The transfer has been accompanied by a rise in insurgent violence, however.

Broken glass and debris litter the floor of the city council building and dust fills the meeting room nearly two months after the attack. Pipes ruptured by the blasts periodically form a lake of water and sewage in the courtyard.

Last week, none of the 20-person council showed up for their weekly meeting with the mayor after one member was assassinated just five days earlier.

"If someone gets killed no one shows up for a few weeks," observed Mayor Saad Awad, a former police officer who still carries a sidearm.

Two weeks ago the council's chairman was also gunned down, the fourth to be killed since the council was formed.

"Fallujah is the capital of terrorism in Iraq," said Awad. "If we fix Fallujah that would solve 70 to 80 percent of the terrorist problem in Iraq."

For the mayor, rebuilding Fallujah's devastated main street and shattered utilities must take a back seat to restoring security. He wants to rid the city of insurgents, neighbourhood by fractious neighbourhood.

"There are a lot of reconstruction projects but first there has to be security... when we get the first sector of the city cleared and we put people in there so the terrorists don't come back, then we will build," he told AFP.

Awad has little time for the city council, most of whom he says are trying to make money on reconstruction contracts and may even have ties to the insurgency.

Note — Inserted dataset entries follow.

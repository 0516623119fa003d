// 该文件是 Paopao （泡泡） 项目的一部分。
// src/model.rs - 检测结果数据模型
//
// 本文件根据 Apache 许可证第 2.0 版（以下简称“许可证”）授权使用；
// 除非遵守该许可证条款，否则您不得使用本文件。
// 您可通过以下网址获取许可证副本：
// http://www.apache.org/licenses/LICENSE-2.0
// 除非适用法律要求或书面同意，根据本许可协议分发的软件均按“原样”提供，
// 不附带任何形式的明示或暗示的保证或条件。
// 有关许可权限与限制的具体条款，请参阅本许可协议。
//
// Copyright (C) 2026 Johann Li <me@qinka.pro>, Wareless Group

use serde::{Deserialize, Serialize};

use crate::polygon::Polygon;

/// 轮廓提取失败时渲染层使用的椭圆裁剪
pub const ELLIPSE_CLIP_PATH: &str = "ellipse(50% 50% at 50% 50%)";

/// 角点形式的边界框
#[derive(Debug, Clone, Copy, Default, PartialEq, Serialize, Deserialize)]
pub struct BBox {
  pub x1: f32,
  pub y1: f32,
  pub x2: f32,
  pub y2: f32,
}

impl BBox {
  pub fn new(x1: f32, y1: f32, x2: f32, y2: f32) -> Self {
    Self { x1, y1, x2, y2 }
  }

  /// 由中心点形式构造
  pub fn from_center(cx: f32, cy: f32, w: f32, h: f32) -> Self {
    Self {
      x1: cx - w / 2.0,
      y1: cy - h / 2.0,
      x2: cx + w / 2.0,
      y2: cy + h / 2.0,
    }
  }

  pub fn width(&self) -> f32 {
    self.x2 - self.x1
  }

  pub fn height(&self) -> f32 {
    self.y2 - self.y1
  }

  /// 退化框（宽或高不为正）面积为 0
  pub fn area(&self) -> f32 {
    self.width().max(0.0) * self.height().max(0.0)
  }

  pub fn is_degenerate(&self) -> bool {
    !(self.width() > 0.0 && self.height() > 0.0)
  }

  /// 各坐标分别截断到 `[0, width] × [0, height]`
  pub fn clamp(&self, width: f32, height: f32) -> Self {
    Self {
      x1: self.x1.clamp(0.0, width),
      y1: self.y1.clamp(0.0, height),
      x2: self.x2.clamp(0.0, width),
      y2: self.y2.clamp(0.0, height),
    }
  }
}

/// 解码后、NMS 前的候选检测
#[derive(Debug, Clone, PartialEq)]
pub struct CandidateDetection {
  /// 原图像素坐标
  pub bbox: BBox,
  pub confidence: f32,
  pub mask_coeffs: Vec<f32>,
}

/// 最终检测结果
#[derive(Debug, Clone, PartialEq, Serialize, Deserialize)]
#[serde(rename_all = "camelCase")]
pub struct Detection {
  /// 中心点与宽高，按原图尺寸归一化到 0..1
  pub center_x: f32,
  pub center_y: f32,
  pub width: f32,
  pub height: f32,
  pub confidence: f32,
  /// 原图像素坐标，也是下游翻译缓存的键
  pub bbox_pixels: BBox,
  /// 掩码裁剪区域内的百分比坐标
  #[serde(default, skip_serializing_if = "Option::is_none")]
  pub polygon_path: Option<Polygon>,
}

impl Detection {
  pub fn new(
    bbox: BBox,
    confidence: f32,
    polygon_path: Option<Polygon>,
    image_width: u32,
    image_height: u32,
  ) -> Self {
    let (w, h) = (image_width as f32, image_height as f32);
    let bbox_pixels = bbox.clamp(w, h);
    Self {
      center_x: (bbox_pixels.x1 + bbox_pixels.x2) / 2.0 / w,
      center_y: (bbox_pixels.y1 + bbox_pixels.y2) / 2.0 / h,
      width: bbox_pixels.width() / w,
      height: bbox_pixels.height() / h,
      confidence: confidence.clamp(0.0, 1.0),
      bbox_pixels,
      polygon_path,
    }
  }

  /// CSS clip-path，没有轮廓时退回椭圆
  pub fn clip_path(&self) -> String {
    match &self.polygon_path {
      Some(polygon) => polygon.to_clip_path(),
      None => ELLIPSE_CLIP_PATH.to_string(),
    }
  }
}

/// 单张图像的检测结果
#[derive(Debug, Clone, PartialEq, Serialize, Deserialize)]
#[serde(rename_all = "camelCase")]
pub struct DetectionResult {
  pub detections: Vec<Detection>,
  pub image_width: u32,
  pub image_height: u32,
  pub inference_time_ms: f64,
}

impl DetectionResult {
  pub fn is_empty(&self) -> bool {
    self.detections.is_empty()
  }

  pub fn len(&self) -> usize {
    self.detections.len()
  }
}
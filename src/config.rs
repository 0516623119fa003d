// 该文件是 Paopao （泡泡） 项目的一部分。
// src/config.rs - 检测参数配置
//
// 本文件根据 Apache 许可证第 2.0 版（以下简称“许可证”）授权使用；
// 除非遵守该许可证条款，否则您不得使用本文件。
// 您可通过以下网址获取许可证副本：
// http://www.apache.org/licenses/LICENSE-2.0
// 除非适用法律要求或书面同意，根据本许可协议分发的软件均按“原样”提供，
// 不附带任何形式的明示或暗示的保证或条件。
// 有关许可权限与限制的具体条款，请参阅本许可协议。
//
// Copyright (C) 2026 Johann Li <me@qinka.pro>, Wareless Group

/// 模型输入边长（正方形）
pub const DEFAULT_INPUT_SIZE: u32 = 640;
/// 置信度阈值
pub const DEFAULT_CONFIDENCE_THRESHOLD: f32 = 0.3;
/// NMS IoU 阈值
pub const DEFAULT_NMS_THRESHOLD: f32 = 0.5;
/// 掩码二值化阈值
pub const DEFAULT_MASK_THRESHOLD: f32 = 0.5;
/// 轮廓提取时的采样步长
pub const DEFAULT_POLYGON_STRIDE: usize = 2;

/// 框坐标 + 置信度
pub const BOX_FEATURES: usize = 5;
/// 原型掩码数量
pub const NUM_PROTOTYPES: usize = 32;

/// 检测流水线配置
///
/// 所有阈值由调用方决定，这里只提供默认值。
#[derive(Debug, Clone, Copy, PartialEq)]
pub struct DetectConfig {
  pub input_size: u32,
  pub confidence_threshold: f32,
  pub nms_threshold: f32,
  pub mask_threshold: f32,
  pub polygon_stride: usize,
}

impl Default for DetectConfig {
  fn default() -> Self {
    Self {
      input_size: DEFAULT_INPUT_SIZE,
      confidence_threshold: DEFAULT_CONFIDENCE_THRESHOLD,
      nms_threshold: DEFAULT_NMS_THRESHOLD,
      mask_threshold: DEFAULT_MASK_THRESHOLD,
      polygon_stride: DEFAULT_POLYGON_STRIDE,
    }
  }
}

impl DetectConfig {
  pub fn with_input_size(mut self, input_size: u32) -> Self {
    self.input_size = input_size;
    self
  }

  pub fn with_confidence_threshold(mut self, threshold: f32) -> Self {
    self.confidence_threshold = threshold;
    self
  }

  pub fn with_nms_threshold(mut self, threshold: f32) -> Self {
    self.nms_threshold = threshold;
    self
  }

  pub fn with_mask_threshold(mut self, threshold: f32) -> Self {
    self.mask_threshold = threshold;
    self
  }

  /// 步长为 0 时按 1 处理
  pub fn with_polygon_stride(mut self, stride: usize) -> Self {
    self.polygon_stride = stride.max(1);
    self
  }
}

"According to intelligence from (police chief) Colonel Faisal some of them were involved with the killing of Sheikh Sami," he said, referring to the former council chairman.

Insurgents are also taking 15 percent commission on all reconstruction projects in the city to bankroll attacks on local authorities, according to both the mayor and police chief.

The few modest reconstruction projects that are proceeding are by the marines' civil affairs section using local contractors, including the things a city council would normally do such as fixing broken water mains.

"The main issue in Fallujah is essential services," Staff Sergeant Mauricio Piedrahita said, pointing to a board in his office listing some dozen projects.

Next to two entries, however, is the succinct note "Contractor killed," referring to a project to pave the city streets.

"If you pave the road, they can't dig an IED" bomb, explained Piedrahita.

"Once a contractor gets killed, no one wants to step up," noted Corporal Kevin McDonald, so the road project remains unfinished.

Other projects are moving ahead, however, and that day at the development centre, McDonald and Piedrahita commissioned two contractors for several more, including solar-powered street lighting.

"I work with the Americans because I am poor and it's honest work to support my family," said one, who asked not to be named. His sons no longer go to school because of kidnap threats.

Inside the hut Harth's father explains that his son underwent a tracheotomy three years ago after scar tissue began to close his windpipe following a serious car accident.

The boy listens to the conversation with interest, smiling occasionally but unable to talk as his breath hisses through the little metal hole in his throat.

"The bottom line is I'm going to get your son looked at -- it just might take a bit of time," promises Navy medic Stephen McCloskey, who has taken a personal interest in Harth's case.

Outside, somewhere, the sniper waited.